Essentially the GUI is experimenting with the Close format for two reasons. Firstly, the international calendar is packed and condensing, causing players to make choices as to whether to play at home or abroad.
And secondly there is also the question of time, commitment and cost, particularly for career amateurs who combine work with playing golf.
The Union's view is that, in order to protect their top championship, they need to experiment with these changes and give all their top players, particularly the Walker Cup panellists, every chance to compete in the Close.
GUI General Secretary Seamus Smith, commented: "There is also the cost factor and the time factor. You're talking five or six days including practice if you go all the way.
"We're not aiming our championship at full-time players. We're aiming it at the amateurs of Ireland.
"We have to help develop the game of golf and help develop Irish guys who work for a living as well."

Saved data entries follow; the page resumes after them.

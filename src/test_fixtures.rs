//! Test fixtures shared by unit tests.
//!
//! [`MoogTree`] lays out a miniature MOOG repository in a temp directory:
//! makefile templates for every variant, the two driver sources, and the two
//! library roots.
//!
//! ```ignore
//! let tree = MoogTree::new();
//! let targets = tree.targets();
//! let before = tree.snapshot();
//! ```

use std::collections::BTreeMap;
use std::fs;
use std::path::{Path, PathBuf};

use tempfile::TempDir;

use crate::template::{self, BuildTarget, TemplateEngine, Token, TokenValues};

pub const MAKEFILES: [&str; 6] = [
    "Makefile.mac",
    "Makefile.macsilent",
    "Makefile.rh",
    "Makefile.rhsilent",
    "Makefile.rh64",
    "Makefile.rh64silent",
];

pub fn makefile_template(name: &str) -> String {
    format!(
        "# {name}\n$FCONFIG\nSMTOOLS = $SMLIB\nAQLIBS = $AQLIB\nLIBS = $(SMTOOLS)/lib/libplotsub.a\n"
    )
}

pub fn source_template(program: &str) -> String {
    format!(
        "      program {program}\n      moogpath = '$SRCDIR'\n      machine = '$MACHINE'\n      end\n"
    )
}

/// A throwaway MOOG repository
pub struct MoogTree {
    pub temp: TempDir,
    pub root: PathBuf,
}

impl MoogTree {
    pub fn new() -> Self {
        let temp = TempDir::new().expect("Failed to create temp directory");
        let root = temp.path().to_path_buf();

        let source = root.join("moog");
        fs::create_dir_all(&source).expect("Failed to create source dir");
        fs::create_dir_all(root.join("lib/smlib")).expect("Failed to create smlib");
        fs::create_dir_all(root.join("lib/aqlib")).expect("Failed to create aqlib");

        for name in MAKEFILES {
            fs::write(source.join(name), makefile_template(name)).expect("Failed to write makefile");
        }
        fs::write(source.join("Moog.f"), source_template("moog")).expect("Failed to write Moog.f");
        fs::write(source.join("Moogsilent.f"), source_template("moogsilent"))
            .expect("Failed to write Moogsilent.f");
        fs::write(source.join("Abfind.f"), "      subroutine abfind\n      end\n")
            .expect("Failed to write Abfind.f");

        Self { temp, root }
    }

    pub fn source_dir(&self) -> PathBuf {
        self.root.join("moog")
    }

    pub fn path(&self, name: &str) -> PathBuf {
        self.source_dir().join(name)
    }

    pub fn read(&self, name: &str) -> String {
        fs::read_to_string(self.path(name)).expect("Failed to read file")
    }

    pub fn write(&self, name: &str, content: &str) {
        fs::write(self.path(name), content).expect("Failed to write file");
    }

    pub fn engine(&self) -> TemplateEngine {
        TemplateEngine::new(self.source_dir())
    }

    pub fn token_values(&self) -> TokenValues {
        TokenValues::from([
            (Token::SmLib, self.root.join("lib/smlib").display().to_string()),
            (Token::AqLib, self.root.join("lib/aqlib").display().to_string()),
            (Token::SrcDir, self.source_dir().display().to_string()),
            (Token::Machine, "pcl".to_string()),
            (
                Token::FConfig,
                "FC = gfortran -Wall -O4 -ffixed-line-length-72 -ff2c -m64".to_string(),
            ),
        ])
    }

    pub fn targets(&self) -> Vec<BuildTarget> {
        let values = self.token_values();
        template::discover(&self.source_dir())
            .expect("Failed to discover templates")
            .into_iter()
            .map(|spec| BuildTarget::new(spec, &values))
            .collect()
    }

    /// Content of every file in the source root
    pub fn snapshot(&self) -> BTreeMap<PathBuf, Vec<u8>> {
        snapshot_dir(&self.source_dir())
    }

    /// Backup files and journals currently on disk
    pub fn leftovers(&self) -> Vec<PathBuf> {
        self.snapshot()
            .into_keys()
            .filter(|p| {
                let name = p.file_name().map(|n| n.to_string_lossy().to_string());
                name.is_some_and(|n| {
                    n.ends_with(template::BACKUP_SUFFIX) || n == template::JOURNAL_FILE
                })
            })
            .collect()
    }
}

impl Default for MoogTree {
    fn default() -> Self {
        Self::new()
    }
}

pub fn snapshot_dir(dir: &Path) -> BTreeMap<PathBuf, Vec<u8>> {
    walkdir::WalkDir::new(dir)
        .into_iter()
        .filter_map(|e| e.ok())
        .filter(|e| e.file_type().is_file())
        .map(|e| {
            let content = fs::read(e.path()).expect("Failed to read file");
            (e.into_path(), content)
        })
        .collect()
}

However, Irish champion Pat Murray of Limerick, who arrived yesterday for a practice round before starting the defence of his title, disagrees.
The 38-year-old is secretary-manager of Limerick GC and combines his career with amateur golf at the top level.

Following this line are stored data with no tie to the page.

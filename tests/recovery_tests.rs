//! Stale staged trees: refusal, --recover, and the restore command

mod common;

use common::{MoogRepo, host_variants};
use predicates::prelude::*;

#[test]
fn test_stale_backup_is_refused() {
    let repo = MoogRepo::new();
    repo.leave_staged("Makefile.rh64");
    let crashed = repo.templates();

    repo.cmd()
        .args(["install", "--prefix"])
        .arg(&repo.prefix)
        .assert()
        .code(5)
        .stderr(predicate::str::contains("Makefile.rh64.original"))
        .stderr(predicate::str::contains("moog-setup restore"));

    assert_eq!(repo.templates(), crashed);
    assert_eq!(
        repo.leftovers(),
        vec![
            common::JOURNAL_FILE.to_string(),
            "Makefile.rh64.original".to_string()
        ]
    );
    assert!(!repo.prefix.exists());
}

#[test]
fn test_restore_command_puts_originals_back() {
    let repo = MoogRepo::new();
    let pristine = repo.templates();
    repo.leave_staged("Makefile.rh64");
    repo.leave_staged("Makefile.mac");

    repo.cmd()
        .arg("restore")
        .assert()
        .success()
        .stdout(predicate::str::contains("Restored 2 template(s)"));

    assert_eq!(repo.templates(), pristine);
    assert!(repo.leftovers().is_empty());
}

#[test]
fn test_restore_on_clean_tree_is_noop() {
    let repo = MoogRepo::new();
    let pristine = repo.templates();

    repo.cmd()
        .arg("restore")
        .assert()
        .success()
        .stdout(predicate::str::contains("Nothing to restore"));

    assert_eq!(repo.templates(), pristine);
}

#[test]
fn test_recover_then_install_substitutes_once() {
    let repo = MoogRepo::new();
    let pristine = repo.templates();
    let [interactive, _] = host_variants();
    repo.leave_staged(interactive);

    repo.cmd()
        .args(["install", "--recover", "--prefix"])
        .arg(&repo.prefix)
        .assert()
        .success()
        .stdout(predicate::str::contains("Recovered 1 template(s)"));

    let staged = repo.captured(interactive);
    assert!(!staged.contains("/stale/smlib"));
    assert_eq!(staged.matches("SMTOOLS = ").count(), 1);
    assert!(staged.ends_with("LIBS = $(SMTOOLS)/lib/libplotsub.a\n"));

    assert_eq!(repo.templates(), pristine);
    assert!(repo.leftovers().is_empty());
    assert!(repo.prefix.join("MOOG").is_file());
}

#[test]
fn test_restore_for_repo_flag() {
    let repo = MoogRepo::new();
    let pristine = repo.templates();
    repo.leave_staged("Moog.f");

    repo.cmd()
        .env_remove("MOOG_SETUP_REPO")
        .arg("restore")
        .arg("--repo")
        .arg(&repo.path)
        .assert()
        .success();

    assert_eq!(repo.templates(), pristine);
}

#[test]
fn test_restore_discards_partial_backup() {
    let repo = MoogRepo::new();
    let pristine = repo.templates();
    repo.leave_partial_backup("Moog.f");

    repo.cmd().arg("restore").assert().success();

    assert_eq!(repo.templates(), pristine);
    assert!(repo.leftovers().is_empty());
}

#[test]
fn test_unverifiable_backup_is_never_restored() {
    let repo = MoogRepo::new();
    let pristine = repo.templates();
    repo.write_source("Moog.f.original", "      program mo");

    repo.cmd()
        .arg("restore")
        .assert()
        .code(6)
        .stderr(predicate::str::contains("Moog.f.original"));

    assert_eq!(repo.templates(), pristine);
    assert_eq!(repo.leftovers(), vec!["Moog.f.original".to_string()]);
}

"I'm disappointed. I say keep it at match play and keep the tradition. We have enough stroke play," he said.
"There is the argument about time, but the Close is our biggest event. For Walker Cup players, my view is that winning your national championship will count as much as any international event."
The dates for the stroke play Irish Close in 2011 and 2012 are May 20-22 and May 25-27 respectively.
Meanwhile, the rough is up at Royal Dublin GC and the greens are quick, so the 150 starters for the competition will require patience today and also tomorrow if they are to qualify for the 64 who start match play on Monday.
Paul Cutler, winner of the Lytham Trophy, reached the last eight of the British Amateur, and as such gets a bye into the match play stages at Royal Dublin.
Cutler, Alan Dunbar, who won the Irish Amateur Open at Royal Dublin last month, East of Ireland winner Cian Curley, Luke Lennox, Seamus Power and Pat Murray are strong contenders for the title.